Figure 5. Impact of ATM and ATR kinase inhibition on DNA synthesis in intestinal crypts after TBI.

Mice received vehicle, 100 mg/kg AZ31, or 75 mg/kg AZD6738 2 h prior to 9 Gy TBI. Small intestine tissues were harvested at the specified timepoints after TBI. For un-irradiated mice, tissues were harvested at 6 h after inhibitor dosing, equivalent to 4 h after TBI. (A) Representative images of bromodeoxyuridine (BrdU) positive IHC staining in the small intestine crypts of vehicle and AZ31 treated, wild-type mice at 4 h after 9 Gy TBI, compared to 0 Gy controls. (B) Enumeration of the number of BrdU positive cells per small intestine crypt in vehicle, AZ31, or AZD6738 treated, wild-type mice at 4 h, 24 h, and 48 h after 9 Gy TBI, compared to 0 Gy controls. (C) Enumeration of the number of BrdU positive cells per small intestine crypt in vehicle, AZ31, or AZD6738 treated, Cdkn1a(p21^CIP/WAF1)−/− mice at 4 h after 9 Gy TBI, compared to 0 Gy controls.
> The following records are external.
use super::category::Category;
use serde::Serialize;
use std::collections::HashMap;

/// Stored row of `category_overrides`.
#[derive(Debug, Clone, PartialEq, Serialize)]
pub struct CategoryOverride {
    pub user: String,
    pub section: String,
    pub category: Category,
    pub updated_at: String,
}

/// Section label → category chosen by an operator.
///
/// Keys are matched on the exact section string as the feed reports it.
#[derive(Debug, Clone, Default, PartialEq)]
pub struct ManualOverrides(HashMap<String, Category>);

impl ManualOverrides {
    pub fn new() -> Self {
        Self::default()
    }

    pub fn insert(&mut self, section: impl Into<String>, category: Category) {
        self.0.insert(section.into(), category);
    }

    pub fn get(&self, section: &str) -> Option<Category> {
        self.0.get(section).copied()
    }

    pub fn len(&self) -> usize {
        self.0.len()
    }

    pub fn is_empty(&self) -> bool {
        self.0.is_empty()
    }
}

impl FromIterator<(String, Category)> for ManualOverrides {
    fn from_iter<I: IntoIterator<Item = (String, Category)>>(iter: I) -> Self {
        Self(iter.into_iter().collect())
    }
}

impl From<&[CategoryOverride]> for ManualOverrides {
    fn from(rows: &[CategoryOverride]) -> Self {
        rows.iter()
            .map(|r| (r.section.clone(), r.category))
            .collect()
    }
}
#![allow(dead_code)]
use assert_cmd::{Command, cargo_bin_cmd};
use serde_json::Value;
use std::fs;
use std::path::{Path, PathBuf};
use tempfile::TempDir;
use tixdesk::models::{InventoryRecord, SaleItem, SaleRecord};

/// An isolated HOME with its own database and snapshot directory.
pub struct TestEnv {
    pub root: TempDir,
    pub db: String,
    pub feed_dir: PathBuf,
}

impl TestEnv {
    pub fn new() -> Self {
        let root = tempfile::tempdir().expect("tempdir");
        let db = root.path().join("tixdesk_test.sqlite");
        let feed_dir = root.path().join("feed");
        fs::create_dir_all(&feed_dir).expect("feed dir");
        Self {
            db: db.to_string_lossy().to_string(),
            feed_dir,
            root,
        }
    }

    pub fn home(&self) -> &Path {
        self.root.path()
    }

    /// Binary with HOME pointed at the temp dir, the test DB and a fixed user.
    pub fn tix(&self) -> Command {
        self.tix_as("tester")
    }

    pub fn tix_as(&self, user: &str) -> Command {
        let mut cmd = cargo_bin_cmd!("tixdesk");
        cmd.env("HOME", self.home())
            .env_remove("ZEROHERO_API_KEY")
            .args(["--db", &self.db, "--user", user]);
        cmd
    }

    pub fn init(&self) -> &Self {
        self.tix().args(["--test", "init"]).assert().success();
        self
    }

    pub fn feed_arg(&self) -> String {
        self.feed_dir.to_string_lossy().to_string()
    }

    pub fn write_feed(&self, file: &str, json: Value) {
        fs::write(
            self.feed_dir.join(file),
            serde_json::to_string_pretty(&json).expect("json"),
        )
        .expect("write feed file");
    }

    /// Two events: E1 with a mix of sections and tags, E2 with one listing.
    pub fn write_sample_feed(&self) {
        self.write_feed(
            "events.json",
            serde_json::json!([
                { "id": "E1", "name": "Summer Fest", "venue": "Riverside Park", "date": "2025-07-12" },
                { "id": 2, "name": "Winter Gala" }
            ]),
        );
        self.write_feed(
            "inventory.json",
            serde_json::json!({ "data": [
                { "id": "L1", "eventId": "E1", "section": "GA PIT", "availableNow": 5, "tags": [] },
                { "id": "L2", "eventId": "E1", "section": "VIP Lounge", "availableNow": 2, "tags": ["concern"] },
                { "id": "L3", "eventId": "E1", "section": "Balcony", "availableNow": "3", "tags": "delivered" },
                { "id": "L4", "eventId": "E1", "section": "Floor", "availableNow": 4, "tags": ["Pre-Sale"] },
                { "id": "L5", "eventId": 2, "section": "Shuttle Bus A", "availableNow": 6, "tags": null }
            ]}),
        );
        self.write_feed(
            "sales.json",
            serde_json::json!([
                { "id": "S1", "eventId": "E1", "items": [
                    { "listingId": "L4", "section": "Floor", "quantity": 3 }
                ]},
                { "id": "S2", "eventId": "E1", "tags": ["tn-delivered"], "items": [
                    { "section": "GA PIT", "ticketQuantity": 2 }
                ]}
            ]),
        );
    }
}

pub fn inv(id: &str, section: &str, available: i64, tags: &[&str]) -> InventoryRecord {
    InventoryRecord::new(id, section, available, tags)
}

pub fn sale(id: &str, items: Vec<SaleItem>) -> SaleRecord {
    SaleRecord::new(id, items)
}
For BrdU quantitation in both wild-type and Cdkn1a(p21^CIP/WAF1)−/− mice, box and whisker plots depict counts from a total of 200 crypts (n = 200), with 100 crypts from each of 2 mice. *p < 0.05, **p < 0.01, ****p < 0.0001. (D) Representative images of p21 positive IHC staining in the small intestine crypts of vehicle, AZ31, or AZD6738 treated, wild-type mice at 4 h after 9 Gy TBI, compared to 0 Gy controls. (E) p21 mRNA expression in the small intestine mucosa of vehicle, AZ31, or AZD6738 treated, wild-type mice at 4 h after 9 Gy TBI, compared to 0 Gy controls. Plots depict 3 technical replicates from one mouse per condition.